_TASK OBJECTIVE_
Check each line of the material that follows, and copy those holding the string "must".

*** Block opens ***

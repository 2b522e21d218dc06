use std::collections::{BTreeMap, HashMap};
use std::sync::Arc;

use serde::Serialize;
use tokio::sync::Mutex;
use vaultsync_core::commit::{find_commit_conflicts, CommitConflict, CommitEntry};
use vaultsync_core::util::unix_timestamp_millis;
use vaultsync_core::RemoteFile;

/// In-memory manifests, storage usage, and device registry per vault.
#[derive(Clone, Default)]
pub struct ManifestStore {
    vaults: Arc<Mutex<HashMap<String, VaultState>>>,
}

#[derive(Debug, Default)]
struct VaultState {
    files: BTreeMap<String, RemoteFile>,
    storage_used: u64,
    devices: HashMap<String, DeviceRecord>,
}

#[derive(Debug, Clone, PartialEq, Eq, Serialize)]
#[serde(rename_all = "camelCase")]
pub struct DeviceRecord {
    pub name: String,
    pub last_sync_at: Option<i64>,
}

/// Remote manifest (tombstones included) and current usage of one vault
#[derive(Debug, Clone, Default)]
pub struct VaultSnapshot {
    pub files: Vec<RemoteFile>,
    pub storage_used: u64,
}

#[derive(Debug, Clone, Copy, PartialEq, Eq, Serialize)]
#[serde(rename_all = "camelCase")]
pub struct CommitOutcome {
    pub applied: usize,
    pub storage_used: u64,
}

impl ManifestStore {
    pub fn new() -> Self {
        Self::default()
    }

    /// Register a device or rename it, keeping its last-sync time.
    pub async fn register_device(&self, vault_id: &str, device_id: &str, name: String) -> DeviceRecord {
        let mut vaults = self.vaults.lock().await;
        let vault = vaults.entry(vault_id.to_string()).or_default();
        let record = vault
            .devices
            .entry(device_id.to_string())
            .and_modify(|record| record.name.clone_from(&name))
            .or_insert_with(|| DeviceRecord {
                name,
                last_sync_at: None,
            });
        record.clone()
    }

    pub async fn device_name(&self, vault_id: &str, device_id: &str) -> Option<String> {
        let vaults = self.vaults.lock().await;
        vaults
            .get(vault_id)
            .and_then(|vault| vault.devices.get(device_id))
            .map(|record| record.name.clone())
    }

    pub async fn snapshot(&self, vault_id: &str) -> VaultSnapshot {
        let vaults = self.vaults.lock().await;
        vaults
            .get(vault_id)
            .map(|vault| VaultSnapshot {
                files: vault.files.values().cloned().collect(),
                storage_used: vault.storage_used,
            })
            .unwrap_or_default()
    }

    /// Apply a finished sync. Either every entry lands or, when any expected
    /// hash is stale, nothing does and the stale entries are returned.
    pub async fn commit(
        &self,
        vault_id: &str,
        device_id: &str,
        entries: &[CommitEntry],
    ) -> Result<CommitOutcome, Vec<CommitConflict>> {
        let mut vaults = self.vaults.lock().await;
        let vault = vaults.entry(vault_id.to_string()).or_default();

        let current: Vec<RemoteFile> = entries
            .iter()
            .filter_map(|entry| vault.files.get(&entry.file_id).cloned())
            .collect();
        let conflicts = find_commit_conflicts(entries, &current);
        if !conflicts.is_empty() {
            return Err(conflicts);
        }

        for entry in entries {
            let before = vault.files.get(&entry.file_id).map_or(0, live_size);
            let record = entry.to_remote_file();
            let after = live_size(&record);
            vault.storage_used = vault.storage_used.saturating_sub(before).saturating_add(after);
            vault.files.insert(record.id.clone(), record);
        }

        if let Some(device) = vault.devices.get_mut(device_id) {
            device.last_sync_at = Some(unix_timestamp_millis());
        }

        Ok(CommitOutcome {
            applied: entries.len(),
            storage_used: vault.storage_used,
        })
    }
}

fn live_size(file: &RemoteFile) -> u64 {
    if file.is_deleted {
        0
    } else {
        file.size
    }
}
use std::collections::HashMap;
use std::env;
use std::fmt;
use std::time::Duration;

use thiserror::Error;
use vaultsync_core::QuotaLimits;

#[derive(Debug, Error)]
pub enum ConfigError {
    #[error("Missing required environment variable: {0}")]
    MissingVar(&'static str),
    #[error("Invalid configuration: {0}")]
    Invalid(String),
}

#[derive(Debug, Clone)]
pub struct AppConfig {
    pub bind_addr: String,
    pub quota: QuotaLimits,
    pub default_device_name: String,
    pub transfer_url_ttl: Duration,
    pub rate_limit_window: Duration,
    pub sync_diff_rate_limit_per_window: u32,
    pub sync_commit_rate_limit_per_window: u32,
    pub r2: Option<R2RuntimeConfig>,
}

#[derive(Clone, PartialEq, Eq)]
pub struct R2RuntimeConfig {
    pub account_id: String,
    pub bucket: String,
    pub access_key_id: String,
    pub secret_access_key: String,
}

impl fmt::Debug for R2RuntimeConfig {
    fn fmt(&self, formatter: &mut fmt::Formatter<'_>) -> fmt::Result {
        formatter
            .debug_struct("R2RuntimeConfig")
            .field("account_id", &self.account_id)
            .field("bucket", &self.bucket)
            .field("access_key_id", &self.access_key_id)
            .field("secret_access_key", &"[REDACTED]")
            .finish()
    }
}

impl AppConfig {
    pub fn from_env() -> Result<Self, ConfigError> {
        let values: HashMap<String, String> = env::vars().collect();
        Self::from_lookup(|name| values.get(name).cloned())
    }

    pub(crate) fn from_lookup(lookup: impl Fn(&str) -> Option<String>) -> Result<Self, ConfigError> {
        let bind_addr = value_or_default(&lookup, "VAULTSYNC_BIND_ADDR", "127.0.0.1:8080");

        let max_file_size = parse_bounded::<u64>(
            &lookup,
            "VAULTSYNC_MAX_FILE_SIZE_BYTES",
            "104857600",
            1..=u64::MAX,
        )?;
        let storage_limit = parse_bounded::<u64>(
            &lookup,
            "VAULTSYNC_STORAGE_LIMIT_BYTES",
            "10737418240",
            1..=u64::MAX,
        )?;

        let default_device_name =
            value_or_default(&lookup, "VAULTSYNC_DEFAULT_DEVICE_NAME", "Unknown device");

        let transfer_ttl_secs =
            parse_bounded::<u64>(&lookup, "TRANSFER_URL_TTL_SECS", "600", 60..=3_600)?;
        let rate_limit_window_secs =
            parse_bounded::<u64>(&lookup, "RATE_LIMIT_WINDOW_SECS", "60", 10..=3_600)?;
        let sync_diff_rate_limit_per_window =
            parse_bounded::<u32>(&lookup, "SYNC_DIFF_RATE_LIMIT_PER_WINDOW", "60", 1..=1_000)?;
        let sync_commit_rate_limit_per_window =
            parse_bounded::<u32>(&lookup, "SYNC_COMMIT_RATE_LIMIT_PER_WINDOW", "60", 1..=1_000)?;

        let r2 = parse_r2_config(&lookup)?;

        Ok(Self {
            bind_addr,
            quota: QuotaLimits {
                max_file_size: Some(max_file_size),
                storage_limit: Some(storage_limit),
            },
            default_device_name,
            transfer_url_ttl: Duration::from_secs(transfer_ttl_secs),
            rate_limit_window: Duration::from_secs(rate_limit_window_secs),
            sync_diff_rate_limit_per_window,
            sync_commit_rate_limit_per_window,
            r2,
        })
    }
}

fn parse_bounded<T>(
    lookup: impl Fn(&str) -> Option<String>,
    name: &'static str,
    default: &str,
    range: std::ops::RangeInclusive<T>,
) -> Result<T, ConfigError>
where
    T: std::str::FromStr + PartialOrd + fmt::Display,
{
    let bounds = format!("[{}, {}]", range.start(), range.end());
    let value = value_or_default(lookup, name, default)
        .parse::<T>()
        .map_err(|_| ConfigError::Invalid(format!("{name} must be an integer in {bounds}")))?;
    if !range.contains(&value) {
        return Err(ConfigError::Invalid(format!("{name} must be in {bounds}")));
    }
    Ok(value)
}

fn parse_r2_config(
    lookup: impl Fn(&str) -> Option<String>,
) -> Result<Option<R2RuntimeConfig>, ConfigError> {
    let account_id = optional_trimmed(&lookup, "R2_ACCOUNT_ID");
    let bucket = optional_trimmed(&lookup, "R2_BUCKET");
    let access_key_id = optional_trimmed(&lookup, "R2_ACCESS_KEY_ID");
    let secret_access_key = optional_trimmed(&lookup, "R2_SECRET_ACCESS_KEY");

    let any_set = account_id.is_some()
        || bucket.is_some()
        || access_key_id.is_some()
        || secret_access_key.is_some();
    if !any_set {
        return Ok(None);
    }

    let account_id = account_id.ok_or(ConfigError::MissingVar("R2_ACCOUNT_ID"))?;
    let bucket = bucket.ok_or(ConfigError::MissingVar("R2_BUCKET"))?;
    let access_key_id = access_key_id.ok_or(ConfigError::MissingVar("R2_ACCESS_KEY_ID"))?;
    let secret_access_key =
        secret_access_key.ok_or(ConfigError::MissingVar("R2_SECRET_ACCESS_KEY"))?;

    Ok(Some(R2RuntimeConfig {
        account_id,
        bucket,
        access_key_id,
        secret_access_key,
    }))
}

fn value_or_default(lookup: impl Fn(&str) -> Option<String>, name: &str, default: &str) -> String {
    optional_trimmed(lookup, name).unwrap_or_else(|| default.to_string())
}

fn optional_trimmed(lookup: impl Fn(&str) -> Option<String>, name: &str) -> Option<String> {
    vaultsync_core::util::normalize_text_option(lookup(name))
}

#[cfg(test)]
mod tests {
    use std::collections::HashMap;

    use super::*;

    fn config_from(map: &HashMap<&str, &str>) -> Result<AppConfig, ConfigError> {
        AppConfig::from_lookup(|key| map.get(key).map(|value| (*value).to_string()))
    }

    #[test]
    fn defaults_apply_without_env() {
        let config = config_from(&HashMap::new()).unwrap();
        assert_eq!(config.bind_addr, "127.0.0.1:8080");
        assert_eq!(config.default_device_name, "Unknown device");
        assert_eq!(config.quota.max_file_size, Some(104_857_600));
        assert_eq!(config.quota.storage_limit, Some(10_737_418_240));
        assert_eq!(config.transfer_url_ttl, Duration::from_secs(600));
        assert!(config.r2.is_none());
    }

    #[test]
    fn out_of_range_values_are_rejected() {
        let mut map = HashMap::new();
        map.insert("TRANSFER_URL_TTL_SECS", "30");
        let err = config_from(&map).unwrap_err();
        assert!(err.to_string().contains("TRANSFER_URL_TTL_SECS"));

        let mut map = HashMap::new();
        map.insert("VAULTSYNC_STORAGE_LIMIT_BYTES", "lots");
        assert!(config_from(&map).is_err());
    }

    #[test]
    fn partial_r2_config_is_rejected() {
        let mut map = HashMap::new();
        map.insert("R2_ACCOUNT_ID", "acc");
        let err = config_from(&map).unwrap_err();
        assert!(matches!(err, ConfigError::MissingVar("R2_BUCKET")));
    }

    #[test]
    fn config_redacts_sensitive_debug_fields() {
        let mut map = HashMap::new();
        map.insert("R2_ACCOUNT_ID", "acc");
        map.insert("R2_BUCKET", "bucket");
        map.insert("R2_ACCESS_KEY_ID", "access");
        map.insert("R2_SECRET_ACCESS_KEY", "sensitive-r2-secret");

        let config = config_from(&map).unwrap();

        let debug_output = format!("{config:?}");
        assert!(!debug_output.contains("sensitive-r2-secret"));
        assert!(debug_output.contains("[REDACTED]"));
    }
}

*** Block closes ***

_RESPONSE TO THIS TASK_
        .map_err(|_| ConfigError::Invalid(format!("{name} must be an integer in {bounds}")))?;
        return Err(ConfigError::Invalid(format!("{name} must be in {bounds}")));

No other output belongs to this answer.